Winter is steadily imposing itself on Sydney and the temperatures are dropping. Some of us may crank up the heat, whilst others may don a ‘snuggie’, but what about birds?
This is Bruce, our male Andean Condor. He is a type of vulture and comes self-equipped with his very own in-built ‘snuggie’, having a dense collar of feathers around his neck. Andean Condors will ride the wind currents for hours at a time, soaring hundreds of kilometres, all in the search of food. But when you’re flying that high it can get a little chilly, so birds like Bruce will reduce their exposed surface area to trap heat. Bruce will bring those feathers up to cover his neck, wearing it like a scarf. When he comes down to the land, it is then too warm for him, so he can extend his neck again and let off that excess heat. During winter it is not uncommon to see that feathery collar up for long periods.

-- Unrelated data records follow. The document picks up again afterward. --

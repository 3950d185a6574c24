//! Control channel client
//!
//! Runs in the agent. The connection is optional: without it the agent works
//! exactly the same, it just reports nothing. Writes never fail loudly.

use std::fmt::Display;
use std::io::Write;
use std::path::Path;
use std::sync::mpsc as std_mpsc;
use std::thread;
use std::time::Duration;

use parking_lot::Mutex;
use tokio::sync::mpsc::{self, error::TrySendError};
use tracing::{debug, info, warn};

use super::protocol::{encode_line, PIPE_ENV_VAR};
use super::ChannelError;

type Writer = Box<dyn Write + Send>;

/// Lines queued for the writer thread before new ones are dropped
pub const QUEUE_CAPACITY: usize = 256;

/// How long `close` waits for queued lines to be written
const CLOSE_TIMEOUT: Duration = Duration::from_millis(500);

/// Handle to the writer thread owning the actual connection
struct Connection {
    lines: mpsc::Sender<Vec<u8>>,
    done: std_mpsc::Receiver<()>,
}

/// Best-effort, write-only status reporter.
///
/// Starts `Disconnected` (`None`) and becomes connected at most once. Lines
/// go through a bounded queue to a writer thread, so `send` never waits on
/// the peer. A failed write drops the connection for good.
pub struct ControlClient {
    conn: Mutex<Option<Connection>>,
}

impl std::fmt::Debug for ControlClient {
    fn fmt(&self, f: &mut std::fmt::Formatter<'_>) -> std::fmt::Result {
        f.debug_struct("ControlClient")
            .field("connected", &self.is_connected())
            .finish()
    }
}

impl ControlClient {
    /// A client that drops every message
    pub fn disconnected() -> Self {
        Self {
            conn: Mutex::new(None),
        }
    }

    /// Connect to the endpoint named by `HOTKEYS_IPC_PIPE`, if any
    pub fn from_env() -> Self {
        match std::env::var_os(PIPE_ENV_VAR) {
            Some(path) if !path.is_empty() => Self::connect_or_disconnected(Path::new(&path)),
            _ => {
                debug!("no control channel configured");
                Self::disconnected()
            }
        }
    }

    /// Connect to `path`, logging and falling back to a disconnected client
    /// on failure
    pub fn connect_or_disconnected(path: &Path) -> Self {
        match Self::connect(path) {
            Ok(client) => {
                info!(?path, "control channel connected");
                client
            }
            Err(e) => {
                warn!(?e, "control channel unavailable");
                Self::disconnected()
            }
        }
    }

    /// Open a write-only connection to `path` and start its writer thread
    pub fn connect(path: &Path) -> Result<Self, ChannelError> {
        let connect_err = |source| ChannelError::Connect {
            path: path.to_owned(),
            source,
        };
        let writer = open_writer(path).map_err(connect_err)?;

        let (lines, rx) = mpsc::channel(QUEUE_CAPACITY);
        let (done_tx, done) = std_mpsc::channel();
        thread::Builder::new()
            .name("control-channel".into())
            .spawn(move || {
                write_lines(writer, rx);
                let _ = done_tx.send(());
            })
            .map_err(connect_err)?;

        Ok(Self {
            conn: Mutex::new(Some(Connection { lines, done })),
        })
    }

    /// Whether a peer is currently attached
    pub fn is_connected(&self) -> bool {
        let mut conn = self.conn.lock();
        if conn.as_ref().is_some_and(|c| c.lines.is_closed()) {
            *conn = None;
        }
        conn.is_some()
    }

    /// Queue one message as one line. Never blocks on the peer and never
    /// returns an error; a full queue drops the message.
    pub fn send(&self, message: impl Display) {
        let mut conn = self.conn.lock();
        let Some(c) = conn.as_ref() else {
            return;
        };
        match c.lines.try_send(encode_line(&message.to_string())) {
            Ok(()) => {}
            Err(TrySendError::Full(_)) => debug!("control channel busy, dropping message"),
            Err(TrySendError::Closed(_)) => {
                debug!("control channel writer gone");
                *conn = None;
            }
        }
    }

    /// Close the connection, if any, giving queued lines a short time to go
    /// out
    pub fn close(&self) {
        let Some(Connection { lines, done }) = self.conn.lock().take() else {
            return;
        };
        drop(lines);
        if done.recv_timeout(CLOSE_TIMEOUT).is_err() {
            debug!("control channel writer still busy at close");
        }
    }
}

/// Writer thread body: drain the queue until it closes or a write fails
fn write_lines(mut writer: Writer, mut lines: mpsc::Receiver<Vec<u8>>) {
    while let Some(line) = lines.blocking_recv() {
        if let Err(e) = writer.write_all(&line).and_then(|()| writer.flush()) {
            warn!(error = %ChannelError::Write(e), "dropping control channel");
            return;
        }
    }
}

#[cfg(windows)]
fn open_writer(path: &Path) -> std::io::Result<Writer> {
    // named pipes open like files
    let file = std::fs::OpenOptions::new().write(true).open(path)?;
    Ok(Box::new(file))
}

#[cfg(unix)]
fn open_writer(path: &Path) -> std::io::Result<Writer> {
    let stream = std::os::unix::net::UnixStream::connect(path)?;
    stream.shutdown(std::net::Shutdown::Read)?;
    Ok(Box::new(stream))
}
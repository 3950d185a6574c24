//! Win32 message window and message pump
//!
//! `RegisterHotKey` delivers `WM_HOTKEY` to the queue of the thread that owns
//! the target window. A hidden message-only window gives the agent such a
//! queue without ever showing anything on screen.

use std::io;
use std::marker::PhantomData;
use std::mem;
use std::ptr;

use tracing::{debug, error};
use windows_sys::Win32::Foundation::{ERROR_CLASS_ALREADY_EXISTS, HWND, LPARAM, LRESULT, WPARAM};
use windows_sys::Win32::System::LibraryLoader::GetModuleHandleW;
use windows_sys::Win32::UI::Input::KeyboardAndMouse::{RegisterHotKey, UnregisterHotKey};
use windows_sys::Win32::UI::WindowsAndMessaging::{
    CreateWindowExW, DefWindowProcW, DestroyWindow, DispatchMessageW, GetMessageW, PostMessageW,
    PostQuitMessage, RegisterClassExW, TranslateMessage, HWND_MESSAGE, MSG, WM_APP, WM_HOTKEY,
    WNDCLASSEXW,
};

use super::dispatch::{HotkeyBackend, Signal};
use super::registry::Hotkey;
use crate::sys::{check, to_wide};

/// Posted by the config watcher
const WM_APP_RELOAD: u32 = WM_APP + 1;
/// Posted by the shutdown handler
const WM_APP_QUIT: u32 = WM_APP + 2;

const CLASS_NAME: &str = "HotkeyWindow";

unsafe extern "system" fn window_proc(hwnd: HWND, msg: u32, wparam: WPARAM, lparam: LPARAM) -> LRESULT {
    DefWindowProcW(hwnd, msg, wparam, lparam)
}

/// Hidden message-only window owned by the current thread.
///
/// Not `Send`: the window, its hotkeys and its message queue all belong to
/// the creating thread.
pub struct MessageWindow {
    hwnd: HWND,
    _thread_bound: PhantomData<*const ()>,
}

impl MessageWindow {
    /// Register the window class (once per process) and create the window
    pub fn create() -> io::Result<Self> {
        let class_name = to_wide(CLASS_NAME);
        let instance = unsafe { GetModuleHandleW(ptr::null()) };
        if instance.is_null() {
            return Err(io::Error::last_os_error());
        }

        let mut class: WNDCLASSEXW = unsafe { mem::zeroed() };
        class.cbSize = mem::size_of::<WNDCLASSEXW>() as u32;
        class.lpfnWndProc = Some(window_proc);
        class.hInstance = instance;
        class.lpszClassName = class_name.as_ptr();
        if unsafe { RegisterClassExW(&class) } == 0 {
            let err = io::Error::last_os_error();
            if err.raw_os_error() != Some(ERROR_CLASS_ALREADY_EXISTS as i32) {
                return Err(err);
            }
        }

        let hwnd = unsafe {
            CreateWindowExW(
                0,
                class_name.as_ptr(),
                ptr::null(),
                0,
                0,
                0,
                0,
                0,
                HWND_MESSAGE,
                ptr::null_mut(),
                instance,
                ptr::null(),
            )
        };
        if hwnd.is_null() {
            return Err(io::Error::last_os_error());
        }
        debug!("message window created");
        Ok(Self {
            hwnd,
            _thread_bound: PhantomData,
        })
    }

    /// Backend registering hotkeys against this window
    pub fn hotkeys(&self) -> WindowHotkeys<'_> {
        WindowHotkeys { window: self }
    }

    /// Handle other threads can use to signal this window's loop
    pub fn poster(&self) -> SignalPoster {
        SignalPoster {
            hwnd: self.hwnd as usize,
        }
    }

    /// Iterator over signals arriving in this thread's queue
    pub fn pump(&self) -> MessagePump<'_> {
        MessagePump { _window: self }
    }
}

impl Drop for MessageWindow {
    fn drop(&mut self) {
        if let Err(e) = check(unsafe { DestroyWindow(self.hwnd) }) {
            debug!(?e, "DestroyWindow failed");
        }
    }
}

/// [`HotkeyBackend`] backed by `RegisterHotKey` on a [`MessageWindow`]
pub struct WindowHotkeys<'a> {
    window: &'a MessageWindow,
}

impl HotkeyBackend for WindowHotkeys<'_> {
    fn register(&mut self, hotkey: &Hotkey) -> io::Result<()> {
        check(unsafe {
            RegisterHotKey(
                self.window.hwnd,
                hotkey.id as i32,
                hotkey.modifiers.bits(),
                u32::from(hotkey.key_code),
            )
        })
    }

    fn unregister(&mut self, id: u32) {
        // failure only means it was never registered
        unsafe {
            UnregisterHotKey(self.window.hwnd, id as i32);
        }
    }
}

/// Thread-safe sender of signals into a window's message queue
#[derive(Debug, Clone, Copy)]
pub struct SignalPoster {
    hwnd: usize,
}

impl SignalPoster {
    /// Post `signal`; returns false if the window is gone
    pub fn post(&self, signal: Signal) -> bool {
        let (msg, wparam) = match signal {
            Signal::Hotkey(id) => (WM_HOTKEY, id as WPARAM),
            Signal::Reload => (WM_APP_RELOAD, 0),
            Signal::Quit => (WM_APP_QUIT, 0),
        };
        let ok = unsafe { PostMessageW(self.hwnd as HWND, msg, wparam, 0) };
        if ok == 0 {
            error!(e = %io::Error::last_os_error(), ?signal, "PostMessage failed");
        }
        ok != 0
    }
}

/// Blocks in `GetMessageW`, yielding hotkey, reload and quit signals and
/// dispatching everything else normally. Ends on `WM_QUIT`.
pub struct MessagePump<'a> {
    _window: &'a MessageWindow,
}

impl Iterator for MessagePump<'_> {
    type Item = Signal;

    fn next(&mut self) -> Option<Signal> {
        loop {
            let mut msg: MSG = unsafe { mem::zeroed() };
            let r = unsafe { GetMessageW(&mut msg, ptr::null_mut(), 0, 0) };
            match r {
                0 => return None,
                -1 => {
                    error!(e = %io::Error::last_os_error(), "GetMessage failed");
                    continue;
                }
                _ => {}
            }

            match msg.message {
                WM_HOTKEY => return Some(Signal::Hotkey(msg.wParam as u32)),
                WM_APP_RELOAD => return Some(Signal::Reload),
                WM_APP_QUIT => {
                    unsafe { PostQuitMessage(0) };
                    return Some(Signal::Quit);
                }
                _ => unsafe {
                    TranslateMessage(&msg);
                    DispatchMessageW(&msg);
                },
            }
        }
    }
}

All birds have ways to conserve heat. By holding their feathers fluffed out from their body they can trap and insulating layer of warm air close to their body. It is very similar to us putting on a sweater, giving us an extra layer of warmth. In cooler areas of the world, like the Arctic tundra, this is a strategy a bird like a Snowy Owl might use. Others like toucans can actually restrict blood flow to areas of the body, like their beak, ensuring less heat is lost; as toucans can have massive beaks!
With heaters blazing this winter, one might consider that if Bruce can find an energy efficient way to keep warm, we can too and even reduce our carbon foot-print. Putting on an extra layer of clothing, keeping doors to adjoining rooms closed and ensuring curtains are drawn, are all ways we can trap heat, and maybe even save a little on our electricity bill.